Kevin Drum

Nonconventional Warfare

| Thu Nov. 20, 2008 3:07 PM EST

NONCONVENTIONAL WARFARE....Speculating on what might happen if Robert Gates stays on for a while as Secretary of Defense seems a little frivolous when we don't even know if Gates is truly in contention for the job, but let's do a bit of it anyway. Gates has taken the position that the Army should focus almost exclusively on counterinsurgency and irregular warfare in the future, something that Michele Flournoy, who's heading Obama's defense transition team, has criticized:

She said the document appropriately emphasizes irregular warfare — focused on terrorists and rogue regimes bent on using insurgency or weapons of mass destruction — but might go too far. "I think irregular warfare is very important, particularly in contrast to preparing solely for conventional warfighting, but it shouldn't be our only focus," Flournoy said, adding that countries such as China likely are preparing for "high-end" warfare and attacks involving anti-satellite technologies and cyberspace.
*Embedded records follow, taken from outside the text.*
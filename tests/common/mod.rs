//! Shared utilities for integration testing.

// Each test binary uses a different subset of these helpers.
#![allow(dead_code)]

use std::future::Future;
use std::net::SocketAddr;
use std::sync::Arc;
use std::time::Duration;

use tokio::io::{AsyncReadExt, AsyncWriteExt};
use tokio::net::{TcpListener, TcpStream};

use opensky_proxy::config::ProxyConfig;
use opensky_proxy::lifecycle::Shutdown;
use opensky_proxy::{AppState, HttpServer};

/// One parsed request as seen by a mock upstream.
#[derive(Debug, Clone)]
pub struct MockRequest {
    pub method: String,
    pub path: String,
    pub query: Option<String>,
    pub headers: Vec<(String, String)>,
    pub body: String,
}

impl MockRequest {
    /// Header value by case-insensitive name.
    pub fn header(&self, name: &str) -> Option<&str> {
        let name = name.to_ascii_lowercase();
        self.headers
            .iter()
            .find(|(n, _)| *n == name)
            .map(|(_, v)| v.as_str())
    }
}

/// Start a programmable mock upstream on an ephemeral port.
///
/// The handler sees each parsed request and returns (status, JSON body).
pub async fn start_mock_upstream<F, Fut>(handler: F) -> SocketAddr
where
    F: Fn(MockRequest) -> Fut + Send + Sync + 'static,
    Fut: Future<Output = (u16, String)> + Send + 'static,
{
    let listener = TcpListener::bind("127.0.0.1:0").await.unwrap();
    let addr = listener.local_addr().unwrap();
    let handler = Arc::new(handler);

    tokio::spawn(async move {
        loop {
            match listener.accept().await {
                Ok((mut socket, _)) => {
                    let handler = handler.clone();
                    tokio::spawn(async move {
                        if let Some(request) = read_request(&mut socket).await {
                            let (status, body) = handler(request).await;
                            let response = format!(
                                "HTTP/1.1 {}\r\nContent-Type: application/json\r\nContent-Length: {}\r\nConnection: close\r\n\r\n{}",
                                status_line(status),
                                body.len(),
                                body
                            );
                            let _ = socket.write_all(response.as_bytes()).await;
                        }
                        let _ = socket.shutdown().await;
                    });
                }
                Err(_) => break,
            }
        }
    });

    addr
}

/// Start an upstream that accepts connections but never answers.
pub async fn start_unresponsive_upstream() -> SocketAddr {
    let listener = TcpListener::bind("127.0.0.1:0").await.unwrap();
    let addr = listener.local_addr().unwrap();

    tokio::spawn(async move {
        loop {
            match listener.accept().await {
                Ok((mut socket, _)) => {
                    tokio::spawn(async move {
                        let _ = read_request(&mut socket).await;
                        tokio::time::sleep(Duration::from_secs(600)).await;
                    });
                }
                Err(_) => break,
            }
        }
    });

    addr
}

/// Spawn the proxy on an ephemeral port; returns its address and the
/// shutdown handle keeping it alive.
pub async fn spawn_proxy(config: ProxyConfig) -> (SocketAddr, Shutdown) {
    let listener = TcpListener::bind("127.0.0.1:0").await.unwrap();
    let addr = listener.local_addr().unwrap();

    // System proxy settings must not intercept calls to the mock upstream.
    let client = reqwest::Client::builder().no_proxy().build().unwrap();
    let state = AppState::with_client(config, client);
    let server = HttpServer::new(state);

    let shutdown = Shutdown::new();
    let server_shutdown = shutdown.subscribe();
    tokio::spawn(async move {
        let _ = server.run(listener, server_shutdown).await;
    });

    (addr, shutdown)
}

/// Baseline test configuration: OAuth credentials, shared secret set,
/// fast retries, both upstream endpoints pointed at `upstream`.
pub fn test_config(upstream: SocketAddr) -> ProxyConfig {
    let mut config = ProxyConfig::default();
    config.listener.host = "127.0.0.1".to_string();
    config.upstream.token_url = format!("http://{}/token", upstream);
    config.upstream.states_url = format!("http://{}/states", upstream);
    config.credentials.client_id = Some("client-id".to_string());
    config.credentials.client_secret = Some("client-secret".to_string());
    config.security.proxy_secret = Some("test-secret".to_string());
    config.token_fetch.timeout_ms = 2_000;
    config.token_fetch.retry_delay_ms = 50;
    config.states_fetch.timeout_ms = 2_000;
    config.states_fetch.retry_delay_ms = 50;
    config.states_fetch.cache_ms = 60_000;
    config
}

fn status_line(status: u16) -> &'static str {
    match status {
        200 => "200 OK",
        400 => "400 Bad Request",
        401 => "401 Unauthorized",
        403 => "403 Forbidden",
        404 => "404 Not Found",
        408 => "408 Request Timeout",
        429 => "429 Too Many Requests",
        500 => "500 Internal Server Error",
        501 => "501 Not Implemented",
        502 => "502 Bad Gateway",
        503 => "503 Service Unavailable",
        504 => "504 Gateway Timeout",
        _ => "200 OK",
    }
}

async fn read_request(socket: &mut TcpStream) -> Option<MockRequest> {
    let mut buf = Vec::new();
    let mut chunk = [0u8; 1024];

    let head_end = loop {
        let n = socket.read(&mut chunk).await.ok()?;
        if n == 0 {
            return None;
        }
        buf.extend_from_slice(&chunk[..n]);
        if let Some(pos) = buf.windows(4).position(|w| w == b"\r\n\r\n") {
            break pos;
        }
    };

    let head = String::from_utf8_lossy(&buf[..head_end]).to_string();
    let mut lines = head.split("\r\n");
    let request_line = lines.next()?;
    let mut parts = request_line.split_whitespace();
    let method = parts.next()?.to_string();
    let target = parts.next()?;
    let (path, query) = match target.split_once('?') {
        Some((p, q)) => (p.to_string(), Some(q.to_string())),
        None => (target.to_string(), None),
    };

    let mut headers = Vec::new();
    let mut content_length = 0usize;
    for line in lines {
        if let Some((name, value)) = line.split_once(':') {
            let name = name.trim().to_ascii_lowercase();
            let value = value.trim().to_string();
            if name == "content-length" {
                content_length = value.parse().unwrap_or(0);
            }
            headers.push((name, value));
        }
    }

    let mut body = buf[head_end + 4..].to_vec();
    while body.len() < content_length {
        let n = socket.read(&mut chunk).await.ok()?;
        if n == 0 {
            break;
        }
        body.extend_from_slice(&chunk[..n]);
    }

    Some(MockRequest {
        method,
        path,
        query,
        headers,
        body: String::from_utf8_lossy(&body).to_string(),
    })
}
Barron YoungSmith thinks this is going to cause some tension:

If Gates ends up staying on at the Pentagon, he and Petraeus will almost certainly be able to impose these counterinsurgency-oriented priorities on what Flournoy, who has long-standing plans to revamp DoD, hoped would be a top-down review starting from scratch.

I'll take the other side of this issue. My guess is that the Army's institutional culture is so dedicated to conventional warfare that even a massive push from Gates and Petraeus in the other direction will turn the battleship only a few degrees. Especially if all this stuff is part of a top-down review (which it will be, since the QDR process will be starting up in 2009), a clear and concentrated focus from the start on nonconventional warfare is probably the only way we'll make any progress at all. I think I might be on Gates's side on this.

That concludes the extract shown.